Brian: I'd imagined a nice Eurostar across the US, that goes under the Atlantic, and then eventually to Berlin.
Stefan: The quick way.
Paul: That would be the day, when they figured out trains back in the United States.
Brian: Yeah. I know Elon listens to this podcast.
So Elon, if you are going to make that tunnel, I was going to be pretty boring.
But Stefan, do you want to introduce yourself for folks who maybe didn't listen to the first episode when you all came on?
Stefan: Yeah, I'm Stefan. I do web dev stuff all around the JAMstack recent web technology and I'm part of the developer relations team at Contentful. Short and sweet.
Brian: Excellent. I feel like I should probably pull up the episode number, because I've referenced it twice.
So, episode 16, for anybody who cares to go and listen to that first episode.
I had no-one at Contentful, and the joke that I made on that episode was the fact that I built Contentful at a previous employer, which was essentially, I just needed to take a Google sheet, get it onto our marketing page.
So I created all these interactions and the SDK and everything like that, because at the time, as a pretty junior engineer, I thought I should build everything, to prove a point.
Then, end the meeting, one of the senior engineers is like, "Hey, this is really cool, but why not use Contentful?"
And I was like, "Content who?"
So a year later, I had you on the podcast and we talked about that, but y'all have been really doing a lot since we chatted, about over three years ago.
There's a couple of things that shipped recently, but first, what is Contentful, for folks who are interested?
Maybe be outside the JAMstack and weren't aware of this awesome tool.
Stefan: Contentful is a content platform that has an API as its core, which means that from a development perspective, you can use any technology that you like, that is able to make HTP requests.
And then we offer an editor interface for the people to basically edit and manage all the content that's coming in.
In the context of, JAMstack Radio, that just means hook up your static site generator user-friendly interface for the people that usually bug you to make updates on your websites, and then consume the APIs and built for the JAMstack.
Brian: Yeah. And it's a beautiful experience too, as well.
We've got Gatsby, Contentful plugins as well.

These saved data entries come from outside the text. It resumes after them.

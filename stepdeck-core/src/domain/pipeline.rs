//! Pipeline domain types

use serde::{Deserialize, Serialize};
use serde_json::Value as JsonValue;
use std::collections::BTreeMap;

/// Pipeline definition
///
/// Loaded from one definition file. Immutable once loaded; a reload replaces the
/// whole set of pipelines rather than editing one in place.
#[derive(Debug, Clone, PartialEq, Serialize, Deserialize)]
pub struct PipelineConfig {
    /// Identity used by commands; the definition's `name` or its file stem
    pub name: String,
    /// Human readable title
    pub display_name: String,
    /// Declared parameters in file order
    pub parameters: Vec<ParameterSpec>,
    /// Environment name to execution-target identifier (state machine ARN)
    pub environments: BTreeMap<String, String>,
    pub files: OutputLocation,
}

impl PipelineConfig {
    /// Execution target for the given environment, if the pipeline runs there
    pub fn target_for(&self, environment: &str) -> Option<&str> {
        self.environments.get(environment).map(String::as_str)
    }

    /// Iterates over the environments this pipeline is deployed to
    pub fn environments(&self) -> impl Iterator<Item = Environment> + '_ {
        self.environments.iter().map(|(name, target)| Environment {
            name: name.clone(),
            target: target.clone(),
        })
    }

    /// Looks up a declared parameter by name
    pub fn parameter(&self, name: &str) -> Option<&ParameterSpec> {
        self.parameters.iter().find(|p| p.name == name)
    }

    /// Object storage prefix under which an execution writes its artifacts
    pub fn artifact_prefix(&self, execution_id: &str) -> String {
        let run_id = execution_id.rsplit(':').next().unwrap_or(execution_id);
        format!(
            "{}/{}/",
            self.files.output_directory.trim_end_matches('/'),
            run_id
        )
    }
}

/// One deployment of a pipeline
#[derive(Debug, Clone, PartialEq, Eq, Serialize, Deserialize)]
pub struct Environment {
    pub name: String,
    pub target: String,
}

/// Where a pipeline's executions store their output
#[derive(Debug, Clone, PartialEq, Eq, Serialize, Deserialize)]
pub struct OutputLocation {
    pub output_directory: String,
}

/// A single declared launch parameter
#[derive(Debug, Clone, PartialEq, Serialize, Deserialize)]
pub struct ParameterSpec {
    pub name: String,
    pub description: String,
    /// Explicitly optional parameters may be omitted or left empty
    #[serde(default)]
    pub optional: bool,
    pub kind: ParameterKind,
}

/// Parameter kind with the fields that kind needs
#[derive(Debug, Clone, PartialEq, Serialize, Deserialize)]
#[serde(tag = "type", rename_all = "lowercase")]
pub enum ParameterKind {
    String {
        default: Option<String>,
    },
    /// Multi-line free text; validated like `String`
    Text {
        default: Option<String>,
    },
    Integer {
        default: Option<i64>,
    },
    Boolean {
        default: Option<bool>,
    },
    Select {
        options: Vec<String>,
        multiple: bool,
        /// Empty when no default is declared
        default: Vec<String>,
    },
}

impl ParameterKind {
    /// Name used in definition files
    pub fn type_name(&self) -> &'static str {
        match self {
            ParameterKind::String { .. } => "string",
            ParameterKind::Text { .. } => "text",
            ParameterKind::Integer { .. } => "integer",
            ParameterKind::Boolean { .. } => "boolean",
            ParameterKind::Select { .. } => "select",
        }
    }

    /// The declared default rendered as the JSON value sent to the remote service
    pub fn default_value(&self) -> Option<JsonValue> {
        match self {
            ParameterKind::String { default } | ParameterKind::Text { default } => {
                default.clone().map(JsonValue::String)
            }
            ParameterKind::Integer { default } => default.map(JsonValue::from),
            ParameterKind::Boolean { default } => default.map(JsonValue::Bool),
            ParameterKind::Select {
                multiple, default, ..
            } => match (multiple, default.as_slice()) {
                (_, []) => None,
                (true, values) => Some(JsonValue::Array(
                    values.iter().cloned().map(JsonValue::String).collect(),
                )),
                (false, [value, ..]) => Some(JsonValue::String(value.clone())),
            },
        }
    }
}
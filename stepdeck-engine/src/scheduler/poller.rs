use chrono::{DateTime, Utc};
use futures::StreamExt;
use futures::future::{self, join_all};
use rand::Rng;
use std::sync::Arc;
use std::time::Duration;
use stepdeck_client::ExecutionAdapter;
use stepdeck_core::domain::execution::{ExecutionRecord, ExecutionStatus};
use stepdeck_core::domain::snapshot::ReconciliationSnapshot;
use tokio::sync::{mpsc, oneshot, watch};
use tokio::time::{self, Instant, MissedTickBehavior};
use tokio_util::sync::CancellationToken;
use tracing::{debug, info, warn};

use crate::catalog::Catalog;
use crate::reconciler::{FetchPlan, Observations, Reconciler, TargetListing};

/// Describe calls in flight at once during a poll cycle
const DESCRIBE_CONCURRENCY: usize = 8;

/// A local command the poller folds into its partition between merges
#[derive(Debug)]
pub enum Intent {
    /// A start was accepted; track its speculative record
    Track {
        record: ExecutionRecord,
        ack: oneshot::Sender<ExecutionRecord>,
    },
    /// A stop was accepted by the remote
    StopRequested {
        execution_id: String,
        at: DateTime<Utc>,
        ack: oneshot::Sender<Option<ExecutionRecord>>,
    },
    /// A redrive was accepted by the remote
    Redriven {
        execution_id: String,
        ack: oneshot::Sender<Result<ExecutionRecord, Option<ExecutionStatus>>>,
    },
}

/// Timing and paging of one environment's poll loop
#[derive(Debug, Clone, Copy)]
pub struct PollerSettings {
    pub interval: Duration,
    pub jitter: Duration,
    pub page_size: u32,
    pub max_pages: u32,
}

/// Polls one environment and publishes its snapshots
///
/// The poller is the only writer of its [`Reconciler`]. Local commands reach it
/// as [`Intent`]s, which are applied as soon as they arrive, even while a fetch
/// is in flight.
pub struct EnvironmentPoller {
    reconciler: Reconciler,
    adapter: ExecutionAdapter,
    catalog: watch::Receiver<Arc<Catalog>>,
    intents: mpsc::Receiver<Intent>,
    publisher: watch::Sender<Arc<ReconciliationSnapshot>>,
    settings: PollerSettings,
    cancel: CancellationToken,
}

impl EnvironmentPoller {
    pub fn new(
        reconciler: Reconciler,
        adapter: ExecutionAdapter,
        catalog: watch::Receiver<Arc<Catalog>>,
        intents: mpsc::Receiver<Intent>,
        publisher: watch::Sender<Arc<ReconciliationSnapshot>>,
        settings: PollerSettings,
        cancel: CancellationToken,
    ) -> Self {
        Self {
            reconciler,
            adapter,
            catalog,
            intents,
            publisher,
            settings,
            cancel,
        }
    }

    /// Runs until cancelled
    pub async fn run(mut self) {
        info!(
            "[{}] Poller started (interval: {:?})",
            self.reconciler.environment(),
            self.settings.interval
        );

        let mut ticker = time::interval(self.settings.interval);
        ticker.set_missed_tick_behavior(MissedTickBehavior::Delay);

        loop {
            tokio::select! {
                biased;

                _ = self.cancel.cancelled() => break,

                Some(intent) = self.intents.recv() => self.apply(intent),

                _ = ticker.tick() => {
                    if !self.poll_cycle().await {
                        break;
                    }
                }
            }
        }

        info!("[{}] Poller stopped", self.reconciler.environment());
    }

    /// One fetch and merge. Returns false when cancelled mid-cycle.
    ///
    /// No remote call outlives the interval; whatever arrived by then is merged.
    async fn poll_cycle(&mut self) -> bool {
        let environment = self.reconciler.environment().to_string();
        let targets = self.catalog.borrow().targets_for(&environment);
        let plan = self.reconciler.plan(targets);
        let cutoff = Instant::now() + self.settings.interval;

        let fetch = fetch_observations(self.adapter.clone(), plan, self.settings, cutoff);
        tokio::pin!(fetch);

        let observations = loop {
            tokio::select! {
                biased;

                _ = self.cancel.cancelled() => {
                    debug!("[{}] Discarding in-flight poll", environment);
                    return false;
                }

                Some(intent) = self.intents.recv() => self.apply(intent),

                observations = &mut fetch => break observations,
            }
        };

        let partial = observations
            .listings
            .iter()
            .filter(|l| l.items.is_ok() && !l.complete)
            .count();
        if partial > 0 {
            warn!(
                "[{}] {} listing(s) cut short by the {:?} poll deadline",
                environment, partial, self.settings.interval
            );
        }

        let report = self.reconciler.merge(observations);
        debug!("[{}] Merged poll {:?}", environment, report);
        if report.failed_calls > 0 {
            warn!(
                "[{}] Poll {} finished with {} failed calls",
                environment, report.sequence, report.failed_calls
            );
        }
        self.publish();
        true
    }

    fn apply(&mut self, intent: Intent) {
        match intent {
            Intent::Track { record, ack } => {
                let tracked = self.reconciler.track(record);
                self.publish();
                let _ = ack.send(tracked);
            }
            Intent::StopRequested {
                execution_id,
                at,
                ack,
            } => {
                let updated = self.reconciler.request_stop(&execution_id, at);
                self.publish();
                let _ = ack.send(updated);
            }
            Intent::Redriven { execution_id, ack } => {
                let outcome = self.reconciler.redrive(&execution_id);
                self.publish();
                let _ = ack.send(outcome);
            }
        }
    }

    fn publish(&self) {
        self.publisher
            .send_replace(Arc::new(self.reconciler.snapshot()));
    }
}

/// Lists every target, then describes what the listing left open
///
/// Calls still running at `cutoff` are abandoned and none start after it.
async fn fetch_observations(
    adapter: ExecutionAdapter,
    plan: FetchPlan,
    settings: PollerSettings,
    cutoff: Instant,
) -> Observations {
    let jitter = jitter_delay(settings.jitter);
    if !jitter.is_zero() {
        time::sleep(jitter).await;
    }

    let listings: Vec<TargetListing> = join_all(plan.targets.iter().map(|(pipeline, target)| {
        let adapter = &adapter;
        async move {
            let listed = adapter
                .list_recent_until(target, settings.page_size, settings.max_pages, cutoff)
                .await;
            let complete = listed.as_ref().is_ok_and(|recent| recent.complete);
            TargetListing {
                pipeline: pipeline.clone(),
                target: target.clone(),
                items: listed.map(|recent| recent.items),
                complete,
            }
        }
    }))
    .await;

    let candidates = plan.describe_candidates(&listings);
    let described: Vec<_> = futures::stream::iter(candidates)
        .map(|execution_id| {
            let adapter = &adapter;
            async move {
                if Instant::now() >= cutoff {
                    debug!("Skipping describe of {}: poll deadline passed", execution_id);
                    return None;
                }
                match time::timeout_at(cutoff, adapter.describe_execution(&execution_id)).await {
                    Ok(result) => Some((execution_id, result)),
                    Err(_) => {
                        debug!("Describe of {} cut off by the poll deadline", execution_id);
                        None
                    }
                }
            }
        })
        .buffer_unordered(DESCRIBE_CONCURRENCY)
        .filter_map(future::ready)
        .collect()
        .await;

    Observations {
        listings,
        described,
    }
}

fn jitter_delay(max: Duration) -> Duration {
    let millis = max.as_millis() as u64;
    if millis == 0 {
        return Duration::ZERO;
    }
    Duration::from_millis(rand::thread_rng().gen_range(0..=millis))
}
//! Stepdeck CLI
//!
//! Operator console for launching, watching and recovering workflow pipelines.

mod commands;
mod console;

use anyhow::{Context, Result};
use clap::Parser;
use commands::{Commands, handle_command};
use std::path::PathBuf;
use std::time::Duration;
use stepdeck_engine::Settings;
use tracing_subscriber::{layer::SubscriberExt, util::SubscriberInitExt};

use crate::console::Console;

#[derive(Parser)]
#[command(name = "stepdeck")]
#[command(about = "Operator console for workflow pipelines", long_about = None)]
struct Cli {
    /// Pipeline definition directory
    #[arg(long, global = true)]
    config_dir: Option<PathBuf>,

    /// Workflow service endpoint
    #[arg(long, global = true)]
    endpoint: Option<String>,

    /// Known environments (comma-separated)
    #[arg(long, global = true, value_delimiter = ',')]
    environments: Vec<String>,

    /// Seconds between polls per environment
    #[arg(long, global = true)]
    poll_interval: Option<u64>,

    /// Directory of `<name>.json` secret files; secrets are read from the
    /// environment otherwise
    #[arg(long, global = true, env = "STEPDECK_SECRET_DIR")]
    secret_dir: Option<PathBuf>,

    #[command(subcommand)]
    command: Commands,
}

impl Cli {
    /// Environment settings with command-line overrides applied
    fn settings(&self) -> Result<Settings> {
        let mut settings = Settings::from_env().context("Invalid STEPDECK_* environment")?;

        if let Some(dir) = &self.config_dir {
            settings.config_dir = dir.clone();
        }
        if let Some(endpoint) = &self.endpoint {
            settings.workflow_endpoint = endpoint.clone();
        }
        if !self.environments.is_empty() {
            settings.environments = self.environments.clone();
        }
        if let Some(seconds) = self.poll_interval {
            settings.poll_interval = Duration::from_secs(seconds);
        }

        settings.validate().context("Invalid settings")?;
        Ok(settings)
    }
}

#[tokio::main]
async fn main() -> Result<()> {
    tracing_subscriber::registry()
        .with(
            tracing_subscriber::EnvFilter::try_from_default_env()
                .unwrap_or_else(|_| "stepdeck=info,stepdeck_engine=info,stepdeck_client=info".into()),
        )
        .with(tracing_subscriber::fmt::layer().with_writer(std::io::stderr))
        .init();

    let cli = Cli::parse();
    let settings = cli.settings()?;
    let console = Console::new(settings, cli.secret_dir);

    handle_command(cli.command, &console).await
}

So if you are a wizard at getting stuff on the screen and the right kind of purple, whatever your expertise is, animations, you don't have to be that person to say like, "Ah, copy change," or, "We changed the name of this product. Can you change it on these 70 files on the web page?"
It's like, "No, I don't want to do that. Y'all just keep the name the same."
No, but now you can actually, you don't have to push back.
You can just literally hand over the CMS to somebody and say, "Okay, product team member, you changed the name once, and now it's updated where it needs to be updated," which is absolutely amazing.
Paul: Yeah. And I think it's funny, because when you talk about giving the control back to folks, other developers, when I first got to Contentful and people were onboarding this concept of headless CMS, the first question the business users ask is, "Wait, it's headless. So what do I touch? Is this just a developer tool?"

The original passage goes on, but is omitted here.